Jour 43

Jour 44

 

-J'écris un journal.

-Ah oui ? Depuis le début du confinement ?

-Oui.

-C'est bien, c'est bien...

Il m'avait répondu les yeux dans le vague, comme si l'idée d'écrire l'avait fait remonter loin dans le temps.

Toujours une cigarette blanche. Après quelques verres on avait du mal à se comprendre.

 

Il y a des gens avec qui l'osmose perdure. Malgré les quelques verres qui vous font dire n'importe quoi et pas toujours dans le bon sens. Et on se retrouve ensemble à chanter dans les rues, et à se permettre un peu de se sentir exister.

 

-

 

Ma mère au bout du fil. Il faudrait que je lui dise. Les médocs, tout ça. Pourtant je n'arrive pas à m'y résoudre.

Elle est si sévère dans son indifférence.

 

J'ai les mains qui tremblent lorsque je raccroche. Alors je cède.
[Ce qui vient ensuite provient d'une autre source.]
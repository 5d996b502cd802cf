//! Spherical trigonometry for pole reconstruction.
//!
//! The pipeline for a single age is:
//!
//! 1. [`rotate_pole`]: rotate the reference plate's paleomagnetic pole through the
//!    Euler rotation of the site's plate, giving the pole as seen from that plate.
//! 2. [`paleolatitude`]: angular distance between the site and the rotated pole,
//!    expressed as a latitude.
//! 3. [`uncertainty_bounds`]: propagate the pole's A95 confidence radius through
//!    the geomagnetic inclination, then [`correct_pole_crossing`] when a bound
//!    swept over a geographic pole.
//!
//! All angles at the API boundary are in degrees.

use tracing::debug;

use crate::coordinate::Coordinate;
use crate::error::{PaleoError, Result};
use crate::{Matrix3, Vector3};

/// Marker for a latitude that could not be computed (e.g. bounds without A95 data).
pub const INVALID_LATITUDE: f64 = -99999.0;

/// A95 values at or below this are treated as "no uncertainty data".
pub const MIN_A95: f64 = 0.0000001;

const DOUBLE_COMPARISON_EPSILON: f64 = 0.0000000001;

pub fn deg2rad(deg: f64) -> f64 {
    (deg * std::f64::consts::PI) / 180.0
}

pub fn rad2deg(rad: f64) -> f64 {
    rad * (180.0 / std::f64::consts::PI)
}

/// `true` for latitudes inside [-90, 90]; the sentinel and NaN are both invalid.
pub fn is_valid_latitude(latitude: f64) -> bool {
    (-90.0..=90.0).contains(&latitude)
}

/// Equality within an absolute or relative tolerance of 1e-10.
pub fn approx_eq(a: f64, b: f64) -> bool {
    if a == b {
        return true;
    }
    let diff = (a - b).abs();
    if diff <= DOUBLE_COMPARISON_EPSILON {
        return true;
    }
    diff / (a.abs() + b.abs()) < DOUBLE_COMPARISON_EPSILON
}

/// Rotation of a plate about an Euler pole by `angle` degrees.
#[derive(Debug, Clone, Copy, PartialEq)]
pub struct EulerRotation {
    pub pole: Coordinate,
    pub angle: f64,
}

impl EulerRotation {
    pub fn new(pole: Coordinate, angle: f64) -> Self {
        Self { pole, angle }
    }

    /// Local basis at the Euler pole, columns (θ̂, φ̂, r̂).
    ///
    /// Each axis is checked for unit norm; a failure means the trigonometry
    /// above is broken, not that the input was bad.
    fn basis(&self) -> Result<Matrix3> {
        let theta = deg2rad(90.0 - self.pole.latitude);
        let phi = deg2rad(self.pole.longitude);
        let (theta_sin, theta_cos) = theta.sin_cos();
        let (phi_sin, phi_cos) = phi.sin_cos();

        let vec_theta = Vector3::new(phi_cos * theta_cos, phi_sin * theta_cos, -theta_sin);
        let vec_phi = Vector3::new(-phi_sin, phi_cos, 0.0);
        let vec_r = Vector3::new(phi_cos * theta_sin, phi_sin * theta_sin, theta_cos);

        for (name, v) in [("θ_E", &vec_theta), ("φ_E", &vec_phi), ("r_E", &vec_r)] {
            let norm = v.norm();
            if !approx_eq(norm, 1.0) {
                return Err(PaleoError::GeometryConsistency(format!(
                    "norm of {} basis vector is {}, expected 1",
                    name, norm
                )));
            }
        }

        Ok(Matrix3::from_columns(&[vec_theta, vec_phi, vec_r]))
    }
}

/// Rotate `pole` through `euler`: `L · R(-ω) · Lᵀ · xyz`.
///
/// The returned longitude lies in [0, 360).
pub fn rotate_pole(pole: &Coordinate, euler: &EulerRotation) -> Result<Coordinate> {
    let l = euler.basis()?;
    let (w_sin, w_cos) = deg2rad(-euler.angle).sin_cos();
    #[rustfmt::skip]
    let r = Matrix3::new(
        w_cos, -w_sin, 0.0,
        w_sin,  w_cos, 0.0,
        0.0,    0.0,   1.0,
    );

    let theta_p = deg2rad(90.0 - pole.latitude);
    let phi_p = deg2rad(pole.longitude);
    let xyz = Vector3::new(
        phi_p.cos() * theta_p.sin(),
        phi_p.sin() * theta_p.sin(),
        theta_p.cos(),
    );

    let rotated = l * r * l.transpose() * xyz;
    let (x, y, z) = (rotated.x, rotated.y, rotated.z);

    let phi_rot = if x == 0.0 && y == 0.0 {
        // Exactly on the axis; longitude is arbitrary.
        0.0
    } else {
        let mut phi = (y / x).atan();
        if x < 0.0 {
            phi += std::f64::consts::PI;
        }
        if x >= 0.0 && y <= 0.0 {
            phi += 2.0 * std::f64::consts::PI;
        }
        phi
    };
    let theta_rot = z.clamp(-1.0, 1.0).acos();

    let out = Coordinate::new(90.0 - rad2deg(theta_rot), rad2deg(phi_rot));
    debug!("Rotated pole {} about {} by {} → {}", pole, euler.pole, euler.angle, out);
    Ok(out)
}

/// Latitude of `site` relative to the rotated paleomagnetic `pole`, in degrees.
pub fn paleolatitude(site: &Coordinate, pole: &Coordinate) -> f64 {
    let lambda_s = deg2rad(site.latitude);
    let lambda_p = deg2rad(pole.latitude);
    let numerator = (lambda_p.sin() * lambda_s.sin()
        + lambda_p.cos() * lambda_s.cos() * deg2rad(pole.longitude - site.longitude).cos())
    .clamp(-1.0, 1.0);
    let denominator = (1.0 - numerator.powi(2)).sqrt();
    rad2deg((numerator / denominator).atan())
}

/// Raw lower/upper paleolatitude for a pole with confidence radius `a95`.
///
/// Returns `None` when `a95` carries no uncertainty information. The bounds
/// are not corrected for pole crossings; see [`paleolatitude_bounds`].
pub fn uncertainty_bounds(palat: f64, a95: f64) -> Option<(f64, f64)> {
    if a95 <= MIN_A95 {
        return None;
    }
    let lambda = deg2rad(palat);
    let delta_i =
        deg2rad(a95 * 2.0 / (1.0 + 3.0 * (0.5 * std::f64::consts::PI - lambda).cos().powi(2)));

    // Dipole field: tan I = 2 tan λ
    let inclination = (2.0 * lambda.tan()).atan();

    let lambda_min = rad2deg((0.5 * (inclination - delta_i).tan()).atan());
    let lambda_max = rad2deg((0.5 * (inclination + delta_i).tan()).atan());
    Some((lambda_min, lambda_max))
}

/// Fold bounds that swept over a pole back onto the side of `palat`.
///
/// Only applies when a bound lies on the wrong side of `palat`
/// (`max < palat` or `min > palat`); otherwise the bounds are returned unchanged.
pub fn correct_pole_crossing(palat: f64, lambda_min: f64, lambda_max: f64) -> (f64, f64) {
    if !(lambda_max < palat || lambda_min > palat) {
        return (lambda_min, lambda_max);
    }
    let corrected = if palat < 0.0 {
        (-90.0, f64::max(-lambda_min.abs(), -lambda_max.abs()))
    } else {
        (f64::min(lambda_min.abs(), lambda_max.abs()), 90.0)
    };
    debug!(
        "Bounds [{}, {}] crossed a pole; corrected to [{}, {}]",
        lambda_min, lambda_max, corrected.0, corrected.1
    );
    corrected
}

/// Uncertainty bounds with pole-crossing correction, or the
/// [`INVALID_LATITUDE`] pair when `a95` is absent.
pub fn paleolatitude_bounds(palat: f64, a95: f64) -> (f64, f64) {
    match uncertainty_bounds(palat, a95) {
        Some((lo, hi)) => correct_pole_crossing(palat, lo, hi),
        None => (INVALID_LATITUDE, INVALID_LATITUDE),
    }
}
Drugs. Pilule. Cigarette. Et ma réalité devient plus élastique. Souple et légère, comme le corps le corps d'un chat. Une réalité dans laquelle on peut se blottir.

 

-

 

Le nid a des allures de forteresse. Le temps et le réel n'y pénètrent pas. Plus aucun cauchemar n'y rôde depuis que je compte les jours sur mon pilulier. Je suis devenue d'un lassitude étrange. Je n'ai même plus l'énergie de faire preuve d'un peu de cynisme. Plus rien ne m'atteint, le monde m'effleure seulement, quand je discute avec Armand, ou quand je me penche suffisamment par-dessus la rambarde du balcon pour voir passer du voisinage, quelques étages plus bas.

 

 

Jour 45

 

J'ai beau savoir quel jour nous sommes, ne n'ai plus la notion du temps.

Les heures se confondent.

Je ferme les yeux en baillant et les ouvre pour m'apercevoir qu'il fait déjà nuit.

La nuit.

Je sors et je marche comme un somnambule aux heures où la ville sommeille. Je suis amorphe, métamorphe, je perds le contour de moi.

 

Jour 46

 

C'est Armand qui m'a avertie. "Tu deviens bizarre", il a dit. J''ai beau savoir qu'il a raison, je n'ai rien écouté.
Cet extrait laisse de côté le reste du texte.